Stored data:
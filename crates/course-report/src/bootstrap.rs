use report_core::settings::PipelineConfig;
use tracing_subscriber::{fmt, prelude::*, EnvFilter};

// ── Directory bootstrap ────────────────────────────────────────────────────────

/// Ensure the output directory exists (including any missing parents).
///
/// The data and input directories are only read, so a missing one surfaces
/// later as a read error or an empty search.
pub fn ensure_directories(config: &PipelineConfig) -> anyhow::Result<()> {
    std::fs::create_dir_all(&config.output_dir)?;
    Ok(())
}

// ── Logging bootstrap ──────────────────────────────────────────────────────────

/// Map a CLI log level name to an [`EnvFilter`] directive.
///
/// Unknown names are passed through so that raw directives such as
/// `report_data=trace` keep working.
pub fn filter_directive(log_level: &str) -> String {
    let upper = log_level.to_uppercase();
    match upper.as_str() {
        "DEBUG" => "debug".to_string(),
        "INFO" => "info".to_string(),
        "WARNING" | "WARN" => "warn".to_string(),
        "ERROR" | "CRITICAL" => "error".to_string(),
        _ => log_level.to_string(),
    }
}

/// Initialise the global `tracing` subscriber. Output goes to stderr.
///
/// `RUST_LOG` wins over `log_level` when set.
pub fn setup_logging(log_level: &str) -> anyhow::Result<()> {
    let filter = EnvFilter::try_from_default_env()
        .or_else(|_| EnvFilter::try_new(filter_directive(log_level)))
        .unwrap_or_else(|_| EnvFilter::new("info"));

    let subscriber = fmt::layer()
        .with_target(false)
        .with_thread_ids(false)
        .with_writer(std::io::stderr);

    tracing_subscriber::registry()
        .with(filter)
        .with(subscriber)
        .try_init()?;

    Ok(())
}

// ── Tests ──────────────────────────────────────────────────────────────────────

#[cfg(test)]
mod tests {
    use super::*;
    use report_core::settings::ConfigOverrides;
    use tempfile::TempDir;

    #[test]
    fn test_ensure_directories_creates_nested_output() {
        let tmp = TempDir::new().expect("tempdir");
        let out = tmp.path().join("reports").join("2024");
        let overrides = ConfigOverrides {
            output_dir: Some(out.to_string_lossy().to_string()),
            ..Default::default()
        };
        let config = PipelineConfig::resolve_with(&overrides, |_| None).expect("config");

        ensure_directories(&config).expect("ensure_directories should succeed");
        assert!(out.is_dir(), "output dir must exist");

        // Second call is a no-op.
        ensure_directories(&config).expect("idempotent");
    }

    #[test]
    fn test_filter_directive_levels() {
        assert_eq!(filter_directive("DEBUG"), "debug");
        assert_eq!(filter_directive("info"), "info");
        assert_eq!(filter_directive("WARNING"), "warn");
        assert_eq!(filter_directive("CRITICAL"), "error");
        assert_eq!(filter_directive("report_data=trace"), "report_data=trace");
    }
}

_WHAT YOU HAVE TO DO_
Report every line of the data in which "PipelineConfig" appears.

_WORKED SOLUTION_
use report_core::settings::PipelineConfig;
pub fn ensure_directories(config: &PipelineConfig) -> anyhow::Result<()> {
        let config = PipelineConfig::resolve_with(&overrides, |_| None).expect("config");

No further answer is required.